La visite du Pape a été source de joie pour beaucoup de français catholiques mais aussi de débats,
râleries et autres aigreurs de la part de certains de nos concitoyens, souvent les mêmes qui ont reproché à
Sarkozy de ne pas avoir reçu le
Dalaï Lama.
On a tout d'abord entendu remonter des râles contre la réception du Pape à
l'Elysée car il y avait là mélange du politique et du religieux. L'argument ne tient pas quand on se rappelle que le Grand Rabbin de France, le président du
CFCM (Conseil Français du Culte Musulman) ainsi que le
Dalaï Lama ont déjà été reçu à
l'Elysée. Le Pape par ailleurs est aussi le dirigeant d'un
Etat qu'on nomme Saint-Siège ou
Vatican ce qui renforce la légitimité de son passage au Palais de
l'Elysée.
On a ensuite vu les critiques se multiplier contre le concept de laïcité positive déjà mis en avant lors de sa visite au
Vatican par
Nicolas Sarkozy il y a quelques mois. Les critiques viennent pour la plupart des héritiers des courants anticléricaux voir
antireligieux. Les autres en profitent pour critiquer une fois de plus
Sarkozy et faire de la petite politique comme les dirigeants du
PS ou
Bayrou. Il est bon de rappeler que la France est une république laïque et que très peu de personnes le contestent et veulent revenir sur la loi de 1905 de séparation de
l'Eglise et de
l'Etat. Toutefois, nous sommes le pays où ce principe est le plus stricte, le plus sévère, le plus clivant, à tel point que le religieux n'est pas seulement relégué à la sphère privée mais presque combattu comme un ennemi de la République. On a presque envie de parler de laïcité négative pour décrire la situation actuelle où les défenseurs de la laïcité que l'on voit sur tous les plateaux (comme
la hargneuse Caroline Fourest) sont tous des excités qui aboient dès qu'ils entendent le mot religion.
Ces mêmes personnes critiquent le Pape,
l'appellent pour certains le
"Panzer Pape" et autres noms ridicules. Pathétique quand on regarde les choses en face et que l'on voit que ces gens n'arrivent même pas à la cheville du Pape en terme de qualités humaines. Le groupe le plus intéressant est celui des
ex-68
ards moralisateurs, des gens biens qui expliquent comment l'on doit penser, ce qu'est d'être ouvert et tolérant et pour qui le Pape est un intégriste et qui a une responsabilité dans la mort de millions d'africains.
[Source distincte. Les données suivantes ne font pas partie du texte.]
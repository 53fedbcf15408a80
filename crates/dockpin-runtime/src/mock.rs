use crate::backend::PackageBackend;
use crate::RuntimeError;
use dockpin_schema::Selection;
use std::collections::{HashMap, HashSet};
use std::path::{Path, PathBuf};
use std::sync::Mutex;

/// MD5 of the empty string; mock artifacts are zero bytes long.
const EMPTY_MD5: &str = "d41d8cd98f00b204e9800998ecf8427e";

/// A call observed by [`MockBackend`].
#[derive(Debug, Clone, PartialEq, Eq)]
pub enum MockCall {
    Resolve { image: String, elevate: bool },
    Inspect(PathBuf),
    Apply(PathBuf),
}

#[derive(Default)]
struct MockState {
    calls: Vec<MockCall>,
}

/// In-memory backend for tests.
///
/// Artifacts are identified by file name. Dependency lists and apply failures
/// are configured per file name; resolver output is canned or derived from
/// the selection.
#[derive(Default)]
pub struct MockBackend {
    resolve_output: Option<Vec<u8>>,
    depends: HashMap<String, Vec<String>>,
    failing: HashSet<String>,
    state: Mutex<MockState>,
}

impl MockBackend {
    pub fn new() -> Self {
        Self::default()
    }

    /// Serve `output` verbatim from [`PackageBackend::resolve_uris`].
    #[must_use]
    pub fn with_resolve_output(mut self, output: impl Into<Vec<u8>>) -> Self {
        self.resolve_output = Some(output.into());
        self
    }

    #[must_use]
    pub fn with_depends(mut self, filename: &str, depends: &[&str]) -> Self {
        self.depends.insert(
            filename.to_owned(),
            depends.iter().map(|d| (*d).to_owned()).collect(),
        );
        self
    }

    #[must_use]
    pub fn with_failing_apply(mut self, filename: &str) -> Self {
        self.failing.insert(filename.to_owned());
        self
    }

    pub fn calls(&self) -> Vec<MockCall> {
        self.state
            .lock()
            .map(|s| s.calls.clone())
            .unwrap_or_default()
    }

    /// File names passed to `apply_package`, in call order.
    pub fn applied(&self) -> Vec<String> {
        self.calls()
            .into_iter()
            .filter_map(|c| match c {
                MockCall::Apply(path) => Some(Self::file_name(&path)),
                _ => None,
            })
            .collect()
    }

    fn record(&self, call: MockCall) -> Result<(), RuntimeError> {
        let mut state = self
            .state
            .lock()
            .map_err(|e| RuntimeError::ExecFailed(format!("mutex poisoned: {e}")))?;
        state.calls.push(call);
        Ok(())
    }

    fn file_name(artifact: &Path) -> String {
        artifact
            .file_name()
            .map(|n| n.to_string_lossy().into_owned())
            .unwrap_or_default()
    }

    /// One zero-byte package line per selected name, ignoring version constraints.
    fn default_resolve_output(selection: &Selection) -> Vec<u8> {
        let mut out = String::new();
        for spec in selection.specifiers() {
            let name = spec.split(['=', '/']).next().unwrap_or(spec);
            let filename = format!("{name}_0.0.0-mock_all.deb");
            out.push_str(&format!(
                "'http://mock.invalid/pool/{filename}' {filename} 0 MD5Sum:{EMPTY_MD5}\n"
            ));
        }
        out.into_bytes()
    }
}

impl PackageBackend for MockBackend {
    fn name(&self) -> &'static str {
        "mock"
    }

    fn resolve_uris(
        &self,
        image: &str,
        selection: &Selection,
        elevate: bool,
    ) -> Result<Vec<u8>, RuntimeError> {
        self.record(MockCall::Resolve {
            image: image.to_owned(),
            elevate,
        })?;
        Ok(self
            .resolve_output
            .clone()
            .unwrap_or_else(|| Self::default_resolve_output(selection)))
    }

    fn inspect_depends(&self, artifact: &Path) -> Result<Vec<String>, RuntimeError> {
        let name = Self::file_name(artifact);
        self.record(MockCall::Inspect(artifact.to_path_buf()))?;
        Ok(self.depends.get(&name).cloned().unwrap_or_default())
    }

    fn apply_package(&self, artifact: &Path) -> Result<(), RuntimeError> {
        let name = Self::file_name(artifact);
        self.record(MockCall::Apply(artifact.to_path_buf()))?;
        if self.failing.contains(&name) {
            return Err(RuntimeError::ExitStatus {
                program: "dpkg".to_owned(),
                status: "exit status: 1".to_owned(),
            });
        }
        Ok(())
    }
}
Cela mêmes qui avaient à l'époque des idéaux (mauvais certes mais des idéaux et des objectifs: révolution pour mettre en place la dictature du prolétariat...) et qui ont trahi leurs idéaux pour se laisser aller à tous les fantasmes: pouvoir, argent, luxure... des gens faibles quoi, sans fil directeur, avec peu de moral. Et ces mêmes personnes donnent des leçons
lol, l'on croit rêver. Un
ex-maoiste qui traite le Pape d'intégriste... on hésite entre éclat de rire et stupeur.
La laïcité positive ne
remettrait pas en cause le principe de laïcité mais cherche à nouer des relations plus cordiales avec les religions, à échanger des idées, à s'inspirer de leurs valeurs positives pour construire un système plus juste. La République issue des idées des Lumières doit aussi beaucoup à l'héritage chrétien, pourquoi donc ne pas continuer?
Il a enfin été reproché au Pape d'avoir un discours ferme sur le divorce par exemple. Julien
Dray en tant que responsable socialiste s'est exprimé et a qualifié le discours d' "intégriste", rien que ça. Là non plus je ne comprends pas. Ce discours s'adresse aux catholiques et les
non-catholiques ne sont pas concernés. Pourquoi alors se sentir obligé d'intervenir et de commenter?
En règle générale, on demande aux gens d'accepter les différences (mariage gay,
homoparentalité,...) mais les mêmes qui imposent ces vues sous peine d'être traité de
fascite si l'on est contre (on ne voit d'ailleurs pas trop le rapport mais passons) refusent d'accepter que
l'Eglise ait d'autres vues et d'autres principes. Il y a donc dans notre société matérialiste aux moeurs déclinantes des différences supérieures à d'autres. Et il y a une caste de
sachants qui fixe les règles et distribue les bons et mauvais points.
Le Pape est un homme exceptionnel, à la tête d'une institution
multimillénaire qui fixe une ligne directrice. C'est un idéal fixé à l'homme pour mener sa vie. Comme tout idéal, il est difficile à atteindre mais indispensable pour nous tirer vers le haut, chercher le meilleur dans l'homme. De l'autre coté sous couvert de liberté, on incite l'homme à se laisser aller à ses pires instincts.